Vitor Araújo Filgueiras[1] e José Dari Krein[2]
Está em pauta, mais uma vez, uma reforma da Previdência. Desde os anos 1990, têm ocorrido sucessivas mudanças nas regras previdenciárias no Brasil, prevalecendo a redução de direitos de trabalhadores, dependentes e aposentados. A justificativa para os ataques aos benefícios, consumados ou almejados, tem sistematicamente se baseado na comparação entre receitas (algumas) e despesas imediatas da Previdência, cujo resultado seria negativo. Com base nessa ótica são feitas as alterações, e também com base nela a Previdência continua sendo considerada deficitária.
O objetivo deste breve texto é demonstrar que: 1) é possível haver uma elevação substancial da receita da Previdência (ou, na forma de cálculo dominante, superávit no balanço), caso seja priorizada a arrecadação via combate à sonegação das contribuições; 2) as propostas em curso não focam as receitas e o ataque à sonegação previdenciária porque a forma como a política pública previdenciária é discutida e implementada (a opção entre enfatizar gastos ou arrecadação) no Brasil tem natureza classista, e priorizar o corte de gastos como forma de regulação da Previdência atende aos interesses dominantes.

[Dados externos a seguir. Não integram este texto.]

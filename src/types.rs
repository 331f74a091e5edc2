//! Shared primitive IDs, keys, and enums.

use std::{fmt, str::FromStr};

use serde::{Deserialize, Serialize};
use thiserror::Error;

/// Stable identifier of an authenticated user.
pub type UserId = String;
/// Store-allocated numeric event identifier, unique per store.
pub type EventId = u64;
/// Monotonic operation sequence number.
pub type OpSeq = u64;
/// Per-record version; `0` means the record does not exist.
pub type Version = u64;

/// Already-authenticated caller identity.
#[derive(Debug, Clone, PartialEq, Eq, Hash, Serialize, Deserialize)]
pub struct Principal {
    /// Stable user identifier.
    pub user_id: UserId,
    /// Primary email address.
    pub email: String,
}

impl Principal {
    /// Builds a principal from an id and an email.
    pub fn new(user_id: impl Into<UserId>, email: impl Into<String>) -> Self {
        Self {
            user_id: user_id.into(),
            email: email.into(),
        }
    }
}

/// Event identity, owned by the organizing user.
#[derive(Debug, Clone, PartialEq, Eq, Hash, PartialOrd, Ord, Serialize, Deserialize)]
pub struct EventKey {
    /// Organizer that owns the event.
    pub organizer: UserId,
    /// Store-allocated id.
    pub id: EventId,
}

impl EventKey {
    /// Builds a key under `organizer`.
    pub fn new(organizer: impl Into<UserId>, id: EventId) -> Self {
        Self {
            organizer: organizer.into(),
            id,
        }
    }

    /// Websafe text form, parsed back by [`EventKey::from_str`].
    pub fn encode(&self) -> String {
        self.to_string()
    }
}

impl fmt::Display for EventKey {
    fn fmt(&self, f: &mut fmt::Formatter<'_>) -> fmt::Result {
        write!(f, "{}.{}", self.organizer, self.id)
    }
}

/// Malformed websafe event key.
#[derive(Debug, Clone, PartialEq, Eq, Error)]
#[error("malformed event key: {0:?}")]
pub struct KeyParseError(pub String);

impl FromStr for EventKey {
    type Err = KeyParseError;

    fn from_str(s: &str) -> Result<Self, Self::Err> {
        // Organizer ids may contain dots; the numeric id never does.
        let (organizer, id) = s
            .rsplit_once('.')
            .ok_or_else(|| KeyParseError(s.to_string()))?;
        if organizer.is_empty() {
            return Err(KeyParseError(s.to_string()));
        }
        let id = id.parse().map_err(|_| KeyParseError(s.to_string()))?;
        Ok(Self::new(organizer, id))
    }
}

/// Key of any record the transactional store holds.
#[derive(Debug, Clone, PartialEq, Eq, Hash, PartialOrd, Ord, Serialize, Deserialize)]
pub enum RecordKey {
    /// A user profile.
    User(UserId),
    /// An event.
    Event(EventKey),
}

impl RecordKey {
    /// Ownership group the record belongs to: the user itself, or the event's organizer.
    pub fn group(&self) -> &str {
        match self {
            Self::User(id) => id,
            Self::Event(key) => &key.organizer,
        }
    }
}

impl fmt::Display for RecordKey {
    fn fmt(&self, f: &mut fmt::Formatter<'_>) -> fmt::Result {
        match self {
            Self::User(id) => write!(f, "user:{id}"),
            Self::Event(key) => write!(f, "event:{key}"),
        }
    }
}

/// T-shirt size preference on a user profile.
#[derive(Debug, Clone, Copy, PartialEq, Eq, Hash, Default, Serialize, Deserialize)]
#[serde(rename_all = "SCREAMING_SNAKE_CASE")]
pub enum SizePreference {
    /// No preference given.
    #[default]
    NotSpecified,
    /// Men's XS.
    XsM,
    /// Women's XS.
    XsW,
    /// Men's S.
    SM,
    /// Women's S.
    SW,
    /// Men's M.
    MM,
    /// Women's M.
    MW,
    /// Men's L.
    LM,
    /// Women's L.
    LW,
    /// Men's XL.
    XlM,
    /// Women's XL.
    XlW,
    /// Men's XXL.
    XxlM,
    /// Women's XXL.
    XxlW,
    /// Men's XXXL.
    XxxlM,
    /// Women's XXXL.
    XxxlW,
}

impl SizePreference {
    const ALL: [(Self, &'static str); 15] = [
        (Self::NotSpecified, "NOT_SPECIFIED"),
        (Self::XsM, "XS_M"),
        (Self::XsW, "XS_W"),
        (Self::SM, "S_M"),
        (Self::SW, "S_W"),
        (Self::MM, "M_M"),
        (Self::MW, "M_W"),
        (Self::LM, "L_M"),
        (Self::LW, "L_W"),
        (Self::XlM, "XL_M"),
        (Self::XlW, "XL_W"),
        (Self::XxlM, "XXL_M"),
        (Self::XxlW, "XXL_W"),
        (Self::XxxlM, "XXXL_M"),
        (Self::XxxlW, "XXXL_W"),
    ];

    /// Wire token, e.g. `"XL_W"`.
    pub fn as_str(self) -> &'static str {
        Self::ALL
            .iter()
            .find(|(size, _)| *size == self)
            .map_or("NOT_SPECIFIED", |(_, token)| token)
    }

    /// Parses a wire token; anything unknown maps to [`SizePreference::NotSpecified`].
    pub fn from_token(token: &str) -> Self {
        Self::ALL
            .iter()
            .find(|(_, t)| *t == token)
            .map_or(Self::NotSpecified, |(size, _)| *size)
    }
}

impl fmt::Display for SizePreference {
    fn fmt(&self, f: &mut fmt::Formatter<'_>) -> fmt::Result {
        f.write_str(self.as_str())
    }
}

Agora, um dos argumentos para a nova reforma da Previdência é a mudança na estrutura demográfica da população brasileira. Entretanto, a tônica e o pano de fundo do debate são, mais uma vez, cortes nas despesas com benefícios, sendo aventada, inclusive, sua desvinculação ao salário mínimo. Há algumas décadas, forças empresariais e seus representantes pregam a existência de um suposto déficit da previdência, consistindo basicamente na diferença entre contribuições em folha e individuais (patronal e dos trabalhadores) e despesas gerais. Nessa conta, no ano de 2015, o déficit teria atingindo 85,8 bilhões de reais[3].
Muitos já apontaram para o método completamente oblíquo desse cálculo, que abstrai que a Previdência possui receita composta por outras fontes além das contribuições individuais e em folha, que ela faz parte da seguridade social e que seu caráter é tripartite[4]. Contudo, vamos pressupor que as receitas da Previdência se resumem às referentes à folha de pagamento e que essas contribuições deveriam ser idênticas ou superiores às despesas com benefícios. Já que o foco na despesa, mesmo após sucessivas reformas, não tem equacionado essa relação, vamos olhar um pouco para a receita da Previdência, especificamente para as contribuições sonegadas, e ver como a quitação desses valores impactaria na conta do “déficit”.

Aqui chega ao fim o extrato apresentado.